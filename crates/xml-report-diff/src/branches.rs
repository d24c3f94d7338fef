//! Branch comparison: check out two git branches, run the suite on each
//! and compare the resulting reports

use std::path::{Path, PathBuf};
use std::process::Command;

use thiserror::Error;
use tracing::{debug, info};
use xml_test_harness::{Report, ReportError};

use crate::diff::{compare_reports, ReportDiff};

/// Command that runs the suite from a checkout; report and catalog
/// arguments are appended
pub const DEFAULT_RUNNER: &[&str] = &[
    "cargo",
    "run",
    "--release",
    "--quiet",
    "--bin",
    "execute-tests",
    "--",
];

/// Failures of the differ, each with its own exit code
#[derive(Debug, Error)]
pub enum DiffError {
    #[error("You can only specify -g or -r, not both")]
    ConflictingModes,

    #[error("You must specify either -g or -r")]
    MissingMode,

    #[error("Error: {} not found or not a directory", .0.display())]
    RepositoryNotFound(PathBuf),

    #[error("Could not change git branch to {branch}, aborting: {detail}")]
    Checkout { branch: String, detail: String },

    #[error("Error executing test suite: {detail}")]
    Suite { detail: String },

    #[error(transparent)]
    Report(#[from] ReportError),
}

impl DiffError {
    pub fn exit_code(&self) -> u8 {
        match self {
            DiffError::ConflictingModes | DiffError::MissingMode => 1,
            DiffError::RepositoryNotFound(_) => 2,
            DiffError::Checkout { .. } => 3,
            DiffError::Suite { .. } => 4,
            DiffError::Report(_) => 5,
        }
    }
}

/// Settings for comparing two branches of an engine repository
#[derive(Debug, Clone)]
pub struct BranchComparison {
    pub repository: PathBuf,
    pub catalog: PathBuf,
    /// Where `report_<branch>.json` files are kept
    pub report_dir: PathBuf,
    /// Program and leading arguments of the suite runner
    pub runner: Vec<String>,
    /// Run the suite even if a report already exists
    pub force: bool,
}

impl BranchComparison {
    pub fn new(repository: impl Into<PathBuf>, catalog: impl Into<PathBuf>) -> Self {
        Self {
            repository: repository.into(),
            catalog: catalog.into(),
            report_dir: std::env::temp_dir(),
            runner: DEFAULT_RUNNER.iter().map(|arg| arg.to_string()).collect(),
            force: false,
        }
    }

    /// Report location for a branch; path separators in the name are replaced
    pub fn report_path(&self, branch: &str) -> PathBuf {
        let name: String = branch
            .chars()
            .map(|c| if matches!(c, '/' | '\\') { '_' } else { c })
            .collect();
        self.report_dir.join(format!("report_{name}.json"))
    }

    /// Compare the suite results of `old` and `new`
    pub fn run(&self, old: &str, new: &str) -> Result<ReportDiff, DiffError> {
        if !self.repository.is_dir() {
            return Err(DiffError::RepositoryNotFound(self.repository.clone()));
        }

        let old_report = self.report_path(old);
        let new_report = self.report_path(new);

        self.checkout(old)?;
        self.ensure_report(&old_report)?;
        self.checkout(new)?;
        self.ensure_report(&new_report)?;

        let old = Report::read_from(&old_report)?;
        let new = Report::read_from(&new_report)?;
        Ok(compare_reports(&old, &new))
    }

    pub fn checkout(&self, branch: &str) -> Result<(), DiffError> {
        let output = Command::new("git")
            .arg("checkout")
            .arg(branch)
            .current_dir(&self.repository)
            .output()
            .map_err(|e| DiffError::Checkout {
                branch: branch.to_string(),
                detail: e.to_string(),
            })?;

        let stderr = String::from_utf8_lossy(&output.stderr);
        if !stderr.trim().is_empty() {
            info!("{}", stderr.trim_end());
        }
        if !output.status.success() {
            return Err(DiffError::Checkout {
                branch: branch.to_string(),
                detail: output.status.to_string(),
            });
        }
        Ok(())
    }

    /// Run the suite into `report` unless it already exists.
    ///
    /// Returns whether the suite was run.
    pub fn ensure_report(&self, report: &Path) -> Result<bool, DiffError> {
        if report.exists() && !self.force {
            info!("{} already exists, not running test suite again", report.display());
            return Ok(false);
        }

        let (program, leading) = self.runner.split_first().ok_or_else(|| DiffError::Suite {
            detail: "no runner command configured".to_string(),
        })?;
        debug!(program = %program, repository = %self.repository.display(), "running test suite");

        let status = Command::new(program)
            .args(leading)
            .args(["-v", "0", "-r"])
            .arg(report)
            .arg(&self.catalog)
            .current_dir(&self.repository)
            .status()
            .map_err(|e| DiffError::Suite { detail: e.to_string() })?;
        if !status.success() {
            return Err(DiffError::Suite {
                detail: status.to_string(),
            });
        }

        info!("Created report: {}", report.display());
        Ok(true)
    }
}
//! Conversion between sxd nodes and detached node descriptions

use sxd_document::dom::{self, ChildOfElement, ChildOfRoot};
use sxd_document::QName;
use sxd_xpath::nodeset::Node;
use xml_engine_traits::{
    error::{Error, Result},
    tree::{escape_attribute, escape_text, parse_tree, NodeInfo, NodeType},
    value::Item,
};

/// Describe an sxd node, serializing it along the way
pub fn node_info(node: Node<'_>) -> NodeInfo {
    let string_value = node.string_value();
    let mut xml = String::new();
    serialize_node(&node, &mut xml);

    let (node_type, name) = match node {
        Node::Root(_) => (NodeType::Document, None),
        Node::Element(element) => (
            NodeType::Element,
            Some(element.name().local_part().to_string()),
        ),
        Node::Attribute(attribute) => (
            NodeType::Attribute,
            Some(attribute.name().local_part().to_string()),
        ),
        Node::Text(_) => (NodeType::Text, None),
        Node::Comment(_) => (NodeType::Comment, None),
        Node::Namespace(_) => (NodeType::Namespace, None),
        Node::ProcessingInstruction(pi) => {
            (NodeType::ProcessingInstruction, Some(pi.target().to_string()))
        }
    };

    NodeInfo {
        node_type,
        name,
        string_value,
        xml,
    }
}

fn serialize_node(node: &Node<'_>, out: &mut String) {
    match node {
        Node::Root(root) => {
            for child in root.children() {
                match child {
                    ChildOfRoot::Element(element) => write_element(element, out),
                    ChildOfRoot::Comment(comment) => write_comment(comment.text(), out),
                    ChildOfRoot::ProcessingInstruction(pi) => {
                        write_processing_instruction(pi.target(), pi.value(), out)
                    }
                }
            }
        }
        Node::Element(element) => write_element(*element, out),
        Node::Attribute(attribute) => {
            out.push_str(&format!(
                "{}=\"{}\"",
                attribute.name().local_part(),
                escape_attribute(attribute.value())
            ));
        }
        Node::Text(text) => out.push_str(&escape_text(text.text())),
        Node::Comment(comment) => write_comment(comment.text(), out),
        Node::ProcessingInstruction(pi) => {
            write_processing_instruction(pi.target(), pi.value(), out)
        }
        Node::Namespace(_) => out.push_str(&node.string_value()),
    }
}

fn write_element(element: dom::Element<'_>, out: &mut String) {
    let name = element.name().local_part();
    out.push('<');
    out.push_str(name);
    for attribute in element.attributes() {
        out.push_str(&format!(
            " {}=\"{}\"",
            attribute.name().local_part(),
            escape_attribute(attribute.value())
        ));
    }

    let children = element.children();
    if children.is_empty() {
        out.push_str("/>");
        return;
    }

    out.push('>');
    for child in children {
        match child {
            ChildOfElement::Element(child) => write_element(child, out),
            ChildOfElement::Text(text) => out.push_str(&escape_text(text.text())),
            ChildOfElement::Comment(comment) => write_comment(comment.text(), out),
            ChildOfElement::ProcessingInstruction(pi) => {
                write_processing_instruction(pi.target(), pi.value(), out)
            }
        }
    }
    out.push_str("</");
    out.push_str(name);
    out.push('>');
}

fn write_comment(text: &str, out: &mut String) {
    out.push_str("<!--");
    out.push_str(text);
    out.push_str("-->");
}

fn write_processing_instruction(target: &str, value: Option<&str>, out: &mut String) {
    out.push_str("<?");
    out.push_str(target);
    if let Some(value) = value {
        out.push(' ');
        out.push_str(value);
    }
    out.push_str("?>");
}

/// Recreate an item as a detached node owned by `document`.
///
/// Used to bind node-valued variables: the nodes of an earlier result live
/// in a document that no longer exists, so they are rebuilt from their
/// serialization. Atomic items and nodes without a markup form become text.
pub fn materialize<'d>(document: &dom::Document<'d>, item: &Item) -> Result<Node<'d>> {
    let node = match item {
        Item::Node(info) => match info.node_type {
            NodeType::Element | NodeType::Document => {
                let parsed = parse_tree(&info.xml)
                    .map_err(|e| Error::type_conversion(format!("cannot rebuild node: {e}")))?;
                Node::Element(copy_element(document, parsed.root_element()))
            }
            NodeType::Comment => Node::Comment(document.create_comment(&info.string_value)),
            _ => Node::Text(document.create_text(&info.string_value)),
        },
        Item::Atomic(atomic) => Node::Text(document.create_text(&atomic.string_value())),
    };
    Ok(node)
}

fn copy_element<'d>(document: &dom::Document<'d>, source: roxmltree::Node<'_, '_>) -> dom::Element<'d> {
    let tag = source.tag_name();
    let element = match tag.namespace() {
        Some(uri) => document.create_element(QName::with_namespace_uri(Some(uri), tag.name())),
        None => document.create_element(tag.name()),
    };

    for attribute in source.attributes() {
        element.set_attribute_value(attribute.name(), attribute.value());
    }

    for child in source.children() {
        if child.is_element() {
            element.append_child(copy_element(document, child));
        } else if child.is_text() {
            element.append_child(document.create_text(child.text().unwrap_or_default()));
        } else if child.is_comment() {
            element.append_child(document.create_comment(child.text().unwrap_or_default()));
        }
    }

    element
}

WORK INSTRUCTION: Find every line in the records that has the word "BranchComparison". Copy those lines.

SOLUTION:
pub struct BranchComparison {
impl BranchComparison {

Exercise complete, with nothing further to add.